EDA Takes Advantage of an NT Compute Farm Compaq is migrating to a Windows NT-based EDA environment. The first step, building an NT compute farm using its own machines and several carefully selected support applications, is paying off. by Wendy Stresau and Ben Buzonas

In 1997, the need to expand EDA resources at Compaq prompted the company to consider a crucial question: Should we adopt more Sparc-based hardware for EDA or turn to the Intel-based hardware that we manufacture? It appeared that the key EDA vendors were now supporting NT as a standard operating system platform, but moving to Compaq hardware and Windows NT too soon could lower EDA productivity and increase time to market for the company's products. Nonetheless, the company decided to migrate EDA resources to Compaq systems running under Windows NT, including an NT-based compute farm.

For a successful migration, the hardware must provide sufficient EDA performance and the operating system must be stable enough to continue to deliver designs on schedule. Additionally, because designs are becoming increasingly complex, the hardware and operating system must support sufficient memory. In mid-1997, Compaq began shipping the Professional Workstation line of NT workstations, which offers performance comparable to that of Sparc-based hardware. The Compaq machines also offer large memory complements, so Compaq moved forward with the process of migrating to an NT-based EDA environment.

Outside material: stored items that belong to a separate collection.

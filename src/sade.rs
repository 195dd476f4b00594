//! Self-adaptive differential evolution (spec.md §4.5): the same
//! generation shape as [`crate::driver::DifferentialEvolutionDriver`],
//! but the fixed `(mutator, crossover, f, cr)` is replaced by a per-slot
//! sampled strategy plus two rolling memories that adapt the strategy
//! probabilities and the crossover-rate distribution online.

use crate::bounds::Range;
use crate::crossover::Crossover;
use crate::driver::Objective;
use crate::error::{ConfigError, EngineError};
use crate::mutation::Mutator;
use crate::population::{Evaluation, Population};
use crate::progress::{GenerationCallback, GenerationReport};
use crate::rng::Rng64;
use crate::selector::Selector;
use ndarray::Array1;
use rayon::prelude::*;
use std::collections::VecDeque;

/// A `(mutator, crossover)` pair in the SaDE pool.
#[derive(Debug, Clone, Copy)]
pub struct Strategy {
    pub mutator: Mutator,
    pub crossover: Crossover,
}

/// The five-strategy pool named in the source material: `Rand1`/`Best1`/
/// `Rand2` with binomial crossover, `CurrentToRand1` with exponential
/// crossover (its own arithmetic already mixes in the target, which is
/// the classical pairing for this variant), and `RandToBest2` with
/// binomial crossover.
pub fn default_strategy_pool() -> Vec<Strategy> {
    vec![
        Strategy {
            mutator: Mutator::Rand1,
            crossover: Crossover::Bin,
        },
        Strategy {
            mutator: Mutator::Best1,
            crossover: Crossover::Bin,
        },
        Strategy {
            mutator: Mutator::Rand2,
            crossover: Crossover::Bin,
        },
        Strategy {
            mutator: Mutator::CurrentToRand1,
            crossover: Crossover::Exp,
        },
        Strategy {
            mutator: Mutator::RandToBest2,
            crossover: Crossover::Bin,
        },
    ]
}

fn min_np_for(strategies: &[Strategy]) -> usize {
    strategies
        .iter()
        .map(|s| match s.mutator {
            Mutator::Rand2 | Mutator::RandToBest2 | Mutator::Best2 => 5,
            Mutator::Rand1 | Mutator::Best1 | Mutator::RandToBest1 | Mutator::CurrentToRand1 => 3,
        })
        .max()
        .unwrap_or(3)
}

/// Constructor configuration for the SaDE driver.
pub struct SadeConfig {
    pub lp: u64,
    pub fmu: f64,
    pub fsigma: f64,
    pub crmu: f64,
    pub crsigma: f64,
    pub np: usize,
    pub max_iter: usize,
    pub theta: f64,
    pub selector: Selector,
    pub seed: Option<u64>,
    pub on_generation: Option<GenerationCallback>,
}

impl SadeConfig {
    pub fn validate(&self, ranges: &[Range], strategies: &[Strategy]) -> Result<(), ConfigError> {
        if self.lp == 0 {
            return Err(ConfigError::MissingRequiredField("lp"));
        }
        let min_np = min_np_for(strategies);
        if self.np < min_np {
            return Err(ConfigError::PopulationTooSmall {
                np: self.np,
                min: min_np,
            });
        }
        if ranges.is_empty() {
            return Err(ConfigError::MissingRequiredField("ranges"));
        }
        if !(0.0..=1.0).contains(&self.theta) {
            return Err(ConfigError::InvalidTheta(self.theta));
        }
        Ok(())
    }
}

const EPS: f64 = 0.01;

/// Owns the population, RNG, strategy pool, and the two adaptive
/// memories (strategy success/failure, per-strategy CR history).
pub struct SadeDriver {
    config: SadeConfig,
    ranges: Vec<Range>,
    strategies: Vec<Strategy>,
    rng: Rng64,
    population: Population,
    strategy_prob: Vec<f64>,
    mem_success: VecDeque<Vec<u32>>,
    mem_failure: VecDeque<Vec<u32>>,
    cr_memory: Vec<VecDeque<Vec<f64>>>,
}

impl SadeDriver {
    pub fn new(config: SadeConfig, ranges: Vec<(f64, f64)>) -> Result<Self, ConfigError> {
        Self::with_strategies(config, ranges, default_strategy_pool())
    }

    pub fn with_strategies(
        config: SadeConfig,
        ranges: Vec<(f64, f64)>,
        strategies: Vec<Strategy>,
    ) -> Result<Self, ConfigError> {
        let ranges = crate::bounds::validate_ranges(&ranges)?;
        config.validate(&ranges, &strategies)?;
        let rng = match config.seed {
            Some(s) => Rng64::seeded(s),
            None => Rng64::from_entropy(),
        };
        let s_count = strategies.len();
        let strategy_prob = vec![1.0 / s_count as f64; s_count];
        let cr_memory = (0..s_count).map(|_| VecDeque::new()).collect();
        Ok(Self {
            config,
            ranges,
            strategies,
            rng,
            population: Population::new(Vec::new(), Vec::new()),
            strategy_prob,
            mem_success: VecDeque::new(),
            mem_failure: VecDeque::new(),
            cr_memory,
        })
    }

    pub fn strategy_prob(&self) -> &[f64] {
        &self.strategy_prob
    }

    pub fn solve(&mut self, objective: &impl Objective) -> Result<Array1<f64>, EngineError> {
        self.init(objective);

        for g in 1..self.config.max_iter.max(1) as u64 {
            self.run_generation(g, objective)?;
        }

        let best_idx = self.population.find_best(|a, b| self.config.selector.better(a, b));
        Ok(self.population.individual(best_idx).clone())
    }

    fn init(&mut self, objective: &impl Objective) {
        let np = self.config.np;
        let d = self.ranges.len();
        let mut individuals: Vec<Array1<f64>> = (0..np).map(|_| self.sample_uniform(d)).collect();
        let mut evaluations = self.evaluate_all(&individuals, objective);

        if self.config.theta > 0.0 {
            let min_valid = ((np as f64) * self.config.theta).floor() as usize;
            while evaluations.iter().filter(|e| !e.is_invalid()).count() < min_valid {
                let invalid_slots: Vec<usize> = (0..np).filter(|&i| evaluations[i].is_invalid()).collect();
                if invalid_slots.is_empty() {
                    break;
                }
                for &i in &invalid_slots {
                    individuals[i] = self.sample_uniform(d);
                }
                let resampled: Vec<Array1<f64>> = invalid_slots.iter().map(|&i| individuals[i].clone()).collect();
                let new_evals = self.evaluate_all(&resampled, objective);
                for (slot, eval) in invalid_slots.into_iter().zip(new_evals) {
                    evaluations[slot] = eval;
                }
            }
        }

        self.population = Population::new(individuals, evaluations);
    }

    fn sample_uniform(&mut self, d: usize) -> Array1<f64> {
        Array1::from_iter((0..d).map(|j| self.rng.uniform_range(self.ranges[j].lb, self.ranges[j].ub)))
    }

    fn evaluate_all(&self, individuals: &[Array1<f64>], objective: &impl Objective) -> Vec<Evaluation> {
        individuals
            .par_iter()
            .enumerate()
            .map(|(i, x)| {
                let (fom, violations) = objective(i, x);
                Evaluation::new(fom, violations)
            })
            .collect()
    }

    /// Inverse-CDF sample over the contiguous sub-intervals of `[0,1)`
    /// defined by `strategy_prob`.
    fn sample_strategy(&mut self) -> usize {
        debug_assert!((self.strategy_prob.iter().sum::<f64>() - 1.0).abs() < 0.01);
        let u = self.rng.uniform01();
        let mut cum = 0.0;
        for (s, p) in self.strategy_prob.iter().enumerate() {
            cum += p;
            if u < cum {
                return s;
            }
        }
        self.strategy_prob.len() - 1
    }

    fn strategy_cr_median(&self, s: usize) -> Option<f64> {
        let mut all: Vec<f64> = self.cr_memory[s].iter().flatten().copied().collect();
        if all.is_empty() {
            return None;
        }
        all.sort_by(|a, b| a.partial_cmp(b).unwrap());
        let n = all.len();
        Some(if n % 2 == 1 {
            all[n / 2]
        } else {
            (all[n / 2 - 1] + all[n / 2]) / 2.0
        })
    }

    fn build_cr_vec(&mut self, g: u64, strategy_idx: &[usize]) -> Vec<f64> {
        let np = strategy_idx.len();
        if g <= self.config.lp {
            (0..np)
                .map(|_| self.rng.truncated_normal(self.config.crmu, self.config.crsigma, 0.0, 1.0))
                .collect()
        } else {
            let crmu_per_strategy: Vec<f64> = (0..self.strategies.len())
                .map(|s| self.strategy_cr_median(s).unwrap_or(self.config.crmu))
                .collect();
            strategy_idx
                .iter()
                .map(|&s| {
                    self.rng
                        .truncated_normal(crmu_per_strategy[s], self.config.crsigma, 0.0, 1.0)
                })
                .collect()
        }
    }

    fn recompute_strategy_prob(&mut self) {
        let s_count = self.strategies.len();
        let mut ns = vec![0u32; s_count];
        let mut nf = vec![0u32; s_count];
        for gen in self.mem_success.iter() {
            for s in 0..s_count {
                ns[s] += gen[s];
            }
        }
        for gen in self.mem_failure.iter() {
            for s in 0..s_count {
                nf[s] += gen[s];
            }
        }
        let rates: Vec<f64> = (0..s_count)
            .map(|s| {
                let denom = ns[s] + nf[s];
                if denom > 0 {
                    EPS + (ns[s] as f64 / denom as f64)
                } else {
                    EPS
                }
            })
            .collect();
        let total: f64 = rates.iter().sum();
        debug_assert!(total > 0.0);
        self.strategy_prob = rates.iter().map(|r| r / total).collect();
    }

    fn run_generation(&mut self, g: u64, objective: &impl Objective) -> Result<(), EngineError> {
        let np = self.population.len();
        let best_idx = self.population.find_best(|a, b| self.config.selector.better(a, b));

        let strategy_idx: Vec<usize> = (0..np).map(|_| self.sample_strategy()).collect();
        let cr_vec = self.build_cr_vec(g, &strategy_idx);

        let mut trials = Vec::with_capacity(np);
        {
            let view = self.population.view();
            for i in 0..np {
                let s = strategy_idx[i];
                let f_i = self.rng.normal(self.config.fmu, self.config.fsigma);
                let donor = self.strategies[s]
                    .mutator
                    .donor(i, &view, best_idx, f_i, &self.ranges, &mut self.rng);
                let target = self.population.individual(i);
                let trial = self.strategies[s]
                    .crossover
                    .trial(target, &donor, cr_vec[i], &mut self.rng);
                trials.push(crate::bounds::clamp_or_resample_vec(trial, &self.ranges, &mut self.rng));
            }
        }

        let trial_evals = self.evaluate_all(&trials, objective);

        let violation_sums: Vec<f64> = (0..np)
            .map(|i| self.population.evaluation(i).violation_sum())
            .collect();
        self.config.selector.on_generation_start(g, &violation_sums);

        let s_count = self.strategies.len();
        let mut success = vec![0u32; s_count];
        let mut failure = vec![0u32; s_count];
        let mut beat = vec![false; np];
        for i in 0..np {
            let target_eval = self.population.evaluation(i);
            let better = self.config.selector.better(&trial_evals[i], target_eval);
            beat[i] = better;
            if better {
                success[strategy_idx[i]] += 1;
            } else {
                failure[strategy_idx[i]] += 1;
            }
        }

        let total_success: u32 = success.iter().sum();
        if total_success > 0 {
            self.mem_success.push_back(success);
            self.mem_failure.push_back(failure);
        }
        if self.mem_success.len() > self.config.lp as usize {
            self.mem_success.pop_front();
            self.mem_failure.pop_front();
            self.recompute_strategy_prob();
        }

        for deque in self.cr_memory.iter_mut() {
            deque.push_back(Vec::new());
        }
        if g > self.config.lp {
            for deque in self.cr_memory.iter_mut() {
                deque.pop_front();
            }
        }
        for i in 0..np {
            if beat[i] {
                self.cr_memory[strategy_idx[i]].back_mut().unwrap().push(cr_vec[i]);
            }
        }

        for i in 0..np {
            if beat[i] {
                self.population.commit(i, trials[i].clone(), trial_evals[i].clone());
            }
        }

        let best_idx = self.population.find_best(|a, b| self.config.selector.better(a, b));
        let best_eval = self.population.evaluation(best_idx);
        let report = GenerationReport {
            generation: g,
            best_slot: best_idx,
            best_fom: best_eval.fom,
            best_violation_sum: best_eval.violation_sum(),
        };
        if let Some(cb) = self.config.on_generation.as_mut() {
            cb(&report);
        }
        Ok(())
    }
}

The migration of our Unix compute farm to an NT farm--now more than half complete--required a series of steps. First, we had to make sure that the currently available tools for NT could actually perform the EDA tasks our designers required of them. Then we began to move our desktop computing environments to NT, maintaining enough Unix systems to perform the tasks not yet covered by NT tools. To make the transition as seamless as possible, we gathered up a few key system support applications, most of which mimic the functions of the Unix support applications used to control our original farm. Finally, we attended to issues of interoperability, including file sharing and X terminal emulation software.

Motivated migration

At the beginning of the NT migration process, Compaq needed to ensure that vendors would offer NT applications that meet a wide range of EDA requirements: logic simulation, verification and regression, synthesis, design capture (schematic and Verilog code, for instance), FPGA design, high-speed system design (signal integrity analysis), PCB placement and routing, and design kits from ASIC vendors. The PCB layout tool vendors were early adopters of NT, and many of the other vendors have followed suit. Currently only a few of the required pieces of the ASIC/IC design flow are missing, and we are working with EDA vendors to ensure that all of their tools will run on NT.

Given the available tools and with expectations of others coming in due course, we began by implementing a Compaq-NT compute farm. Since the compute farm came into being in 1997, Compaq has operated a mixed SunOS and NT environment for EDA (see Figure 1).

The next goal was to move 75 percent of the EDA desktop compute environment to NT, an activity well under way. A significant number of designers are now running only NT on the desktop, using X terminal emulation software whenever they require access to Unix. Unix workstations will constitute 25 percent of the computing environment, functioning as X-term hosts or running the EDA applications that are not yet available on NT. The ultimate goal is to migrate Compaq's entire EDA computing environment to NT PCs by the end of 2000.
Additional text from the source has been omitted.